(WORKING DATA Opens)
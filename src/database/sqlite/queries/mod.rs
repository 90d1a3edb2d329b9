
use super::models::{Solution, TagWithCount};
use anyhow::{Context, Result};
use chrono::{DateTime, Utc};
use sqlx::{FromRow, SqlitePool};
use tracing::debug;

use crate::taxonomy::{self, TagCategory};

/// Canonical row shape of the `solutions` table. Tags live in the junction
/// table and error messages are JSON-encoded text.
#[derive(Debug, FromRow)]
struct SolutionRow {
    id: String,
    title: String,
    problem: String,
    solution: String,
    root_cause: Option<String>,
    error_messages: Option<String>,
    project_name: Option<String>,
    created_at: DateTime<Utc>,
    updated_at: DateTime<Utc>,
}

impl SolutionRow {
    fn into_solution(self, tags: Vec<String>) -> Result<Solution> {
        let error_messages = match self.error_messages.as_deref() {
            Some(json) if !json.is_empty() => {
                serde_json::from_str(json).context("Failed to decode stored error messages")?
            }
            _ => Vec::new(),
        };

        Ok(Solution {
            id: self.id,
            title: self.title,
            problem: self.problem,
            solution: self.solution,
            root_cause: self.root_cause,
            error_messages,
            tags,
            project_name: self.project_name,
            created_at: self.created_at,
            updated_at: self.updated_at,
        })
    }
}

pub struct SolutionQueries;

impl SolutionQueries {
    /// Insert the canonical row, its keyword-index entry, and its tag links
    /// in one transaction. A search issued right after this returns observes
    /// the new record; there is no asynchronous index catch-up.
    #[inline]
    pub async fn insert(pool: &SqlitePool, solution: &Solution) -> Result<()> {
        let mut transaction = pool
            .begin()
            .await
            .context("Failed to begin transaction for solution insert")?;

        let error_messages_json = serde_json::to_string(&solution.error_messages)
            .context("Failed to encode error messages")?;

        sqlx::query(
            r#"
            INSERT INTO solutions (id, title, problem, root_cause, solution, error_messages, project_name, created_at, updated_at)
            VALUES (?, ?, ?, ?, ?, ?, ?, ?, ?)
            "#,
        )
        .bind(&solution.id)
        .bind(&solution.title)
        .bind(&solution.problem)
        .bind(&solution.root_cause)
        .bind(&solution.solution)
        .bind(&error_messages_json)
        .bind(&solution.project_name)
        .bind(solution.created_at)
        .bind(solution.updated_at)
        .execute(&mut *transaction)
        .await
        .context("Failed to insert solution")?;

        sqlx::query(
            r#"
            INSERT INTO solutions_fts (id, title, problem, solution, error_messages)
            VALUES (?, ?, ?, ?, ?)
            "#,
        )
        .bind(&solution.id)
        .bind(&solution.title)
        .bind(&solution.problem)
        .bind(&solution.solution)
        .bind(solution.error_messages.join(" "))
        .execute(&mut *transaction)
        .await
        .context("Failed to index solution for keyword search")?;

        for tag_name in &solution.tags {
            TagQueries::ensure_tag_and_link(&mut transaction, &solution.id, tag_name).await?;
        }

        transaction
            .commit()
            .await
            .context("Failed to commit solution insert transaction")?;

        debug!("Inserted solution {}", solution.id);
        Ok(())
    }

    #[inline]
    pub async fn get_by_id(pool: &SqlitePool, id: &str) -> Result<Option<Solution>> {
        let row = sqlx::query_as::<_, SolutionRow>(
            r#"
            SELECT id,
                   title,
                   problem,
                   solution,
                   root_cause,
                   error_messages,
                   project_name,
                   created_at,
                   updated_at
            FROM solutions WHERE id = ?
            "#,
        )
        .bind(id)
        .fetch_optional(pool)
        .await
        .context("Failed to get solution by id")?;

        let Some(row) = row else {
            return Ok(None);
        };

        let tags = Self::tags_for(pool, id).await?;
        Ok(Some(row.into_solution(tags)?))
    }

    /// Fetch multiple records, silently skipping ids that no longer exist
    #[inline]
    pub async fn get_by_ids(pool: &SqlitePool, ids: &[String]) -> Result<Vec<Solution>> {
        let mut solutions = Vec::with_capacity(ids.len());
        for id in ids {
            if let Some(solution) = Self::get_by_id(pool, id).await? {
                solutions.push(solution);
            }
        }
        Ok(solutions)
    }

    /// Ranked full-text match over title/problem/solution/error messages.
    ///
    /// Raw BM25 ranks (lower is better) are negated and divided by the
    /// largest negated value, so the best hit always scores 1.0 and the rest
    /// land in (0, 1]. A query FTS5 cannot parse yields no hits rather than
    /// an error.
    #[inline]
    pub async fn search_fts(
        pool: &SqlitePool,
        query: &str,
        limit: usize,
    ) -> Result<Vec<(String, f64)>> {
        let rows = sqlx::query_as::<_, (String, f64)>(
            r#"
            SELECT id, bm25(solutions_fts) AS score
            FROM solutions_fts
            WHERE solutions_fts MATCH ?
            ORDER BY score
            LIMIT ?
            "#,
        )
        .bind(query)
        .bind(limit as i64)
        .fetch_all(pool)
        .await;

        let rows = match rows {
            Ok(rows) => rows,
            Err(sqlx::Error::Database(db_error)) => {
                debug!("FTS query rejected, returning no hits: {}", db_error);
                return Ok(Vec::new());
            }
            Err(e) => return Err(e).context("Failed to run keyword search"),
        };

        if rows.is_empty() {
            return Ok(Vec::new());
        }

        let negated: Vec<(String, f64)> = rows
            .into_iter()
            .map(|(id, score)| (id, -score))
            .collect();

        let max_score = negated
            .iter()
            .map(|(_, score)| *score)
            .fold(f64::NEG_INFINITY, f64::max);

        let normalized = negated
            .into_iter()
            .map(|(id, score)| {
                if max_score > 0.0 {
                    (id, score / max_score)
                } else {
                    (id, 0.0)
                }
            })
            .collect();

        Ok(normalized)
    }

    /// Remove the canonical row, its keyword-index entry, and its tag links.
    /// Returns whether a row existed.
    #[inline]
    pub async fn delete(pool: &SqlitePool, id: &str) -> Result<bool> {
        let mut transaction = pool
            .begin()
            .await
            .context("Failed to begin transaction for solution delete")?;

        let result = sqlx::query("DELETE FROM solutions WHERE id = ?")
            .bind(id)
            .execute(&mut *transaction)
            .await
            .context("Failed to delete solution")?;

        sqlx::query("DELETE FROM solutions_fts WHERE id = ?")
            .bind(id)
            .execute(&mut *transaction)
            .await
            .context("Failed to remove solution from keyword index")?;

        transaction
            .commit()
            .await
            .context("Failed to commit solution delete transaction")?;

        Ok(result.rows_affected() > 0)
    }

    #[inline]
    pub async fn list_ids(pool: &SqlitePool) -> Result<Vec<String>> {
        let ids = sqlx::query_scalar::<_, String>("SELECT id FROM solutions ORDER BY created_at")
            .fetch_all(pool)
            .await
            .context("Failed to list solution ids")?;

        Ok(ids)
    }

    #[inline]
    pub async fn count(pool: &SqlitePool) -> Result<i64> {
        let count = sqlx::query_scalar::<_, i64>("SELECT COUNT(*) FROM solutions")
            .fetch_one(pool)
            .await
            .context("Failed to count solutions")?;

        Ok(count)
    }

    async fn tags_for(pool: &SqlitePool, solution_id: &str) -> Result<Vec<String>> {
        let tags = sqlx::query_scalar::<_, String>(
            r#"
            SELECT t.name FROM tags t
            JOIN solution_tags st ON t.id = st.tag_id
            WHERE st.solution_id = ?
            ORDER BY t.name
            "#,
        )
        .bind(solution_id)
        .fetch_all(pool)
        .await
        .context("Failed to get tags for solution")?;

        Ok(tags)
    }
}

pub struct TagQueries;

impl TagQueries {
    /// Register the tag if absent and link it to the record. Registration is
    /// idempotent: an existing name keeps its stored category even when
    /// reclassification would now yield a different one.
    #[inline]
    pub async fn ensure_tag_and_link(
        transaction: &mut sqlx::Transaction<'_, sqlx::Sqlite>,
        solution_id: &str,
        tag_name: &str,
    ) -> Result<()> {
        let category = taxonomy::classify(tag_name);

        sqlx::query("INSERT OR IGNORE INTO tags (name, category) VALUES (?, ?)")
            .bind(tag_name)
            .bind(category)
            .execute(&mut **transaction)
            .await
            .context("Failed to register tag")?;

        let tag_id = sqlx::query_scalar::<_, i64>("SELECT id FROM tags WHERE name = ?")
            .bind(tag_name)
            .fetch_one(&mut **transaction)
            .await
            .context("Failed to look up tag id")?;

        sqlx::query("INSERT OR IGNORE INTO solution_tags (solution_id, tag_id) VALUES (?, ?)")
            .bind(solution_id)
            .bind(tag_id)
            .execute(&mut **transaction)
            .await
            .context("Failed to link tag to solution")?;

        Ok(())
    }

    /// Keep ids associated with at least one of the given tag names (OR
    /// semantics). An empty tag list keeps every id.
    #[inline]
    pub async fn filter_by_tags(
        pool: &SqlitePool,
        solution_ids: &[String],
        tags: &[String],
    ) -> Result<Vec<String>> {
        if solution_ids.is_empty() || tags.is_empty() {
            return Ok(solution_ids.to_vec());
        }

        let id_placeholders = vec!["?"; solution_ids.len()].join(",");
        let tag_placeholders = vec!["?"; tags.len()].join(",");

        let query_str = format!(
            r#"
            SELECT DISTINCT st.solution_id
            FROM solution_tags st
            JOIN tags t ON st.tag_id = t.id
            WHERE st.solution_id IN ({id_placeholders})
            AND t.name IN ({tag_placeholders})
            "#
        );

        let mut query = sqlx::query_scalar::<_, String>(&query_str);
        for id in solution_ids {
            query = query.bind(id);
        }
        for tag in tags {
            query = query.bind(tag);
        }

        let ids = query
            .fetch_all(pool)
            .await
            .context("Failed to filter solutions by tags")?;

        Ok(ids)
    }

    /// Every tag with the count of records carrying it, most-used first
    #[inline]
    pub async fn list_with_counts(
        pool: &SqlitePool,
        category: Option<TagCategory>,
    ) -> Result<Vec<TagWithCount>> {
        let tags = if let Some(category) = category {
            sqlx::query_as::<_, TagWithCount>(
                r#"
                SELECT t.name, t.category, COUNT(st.solution_id) AS count
                FROM tags t
                LEFT JOIN solution_tags st ON t.id = st.tag_id
                WHERE t.category = ?
                GROUP BY t.id
                ORDER BY count DESC
                "#,
            )
            .bind(category)
            .fetch_all(pool)
            .await
        } else {
            sqlx::query_as::<_, TagWithCount>(
                r#"
                SELECT t.name, t.category, COUNT(st.solution_id) AS count
                FROM tags t
                LEFT JOIN solution_tags st ON t.id = st.tag_id
                GROUP BY t.id
                ORDER BY count DESC
                "#,
            )
            .fetch_all(pool)
            .await
        }
        .context("Failed to list tags")?;

        Ok(tags)
    }
}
(WORKING DATA Closes)
_WHAT TO WORK ON_: Looking at the entries above, say how many lines hold the word "table". Offer no other text.

_EXPECTED ANSWER_: 2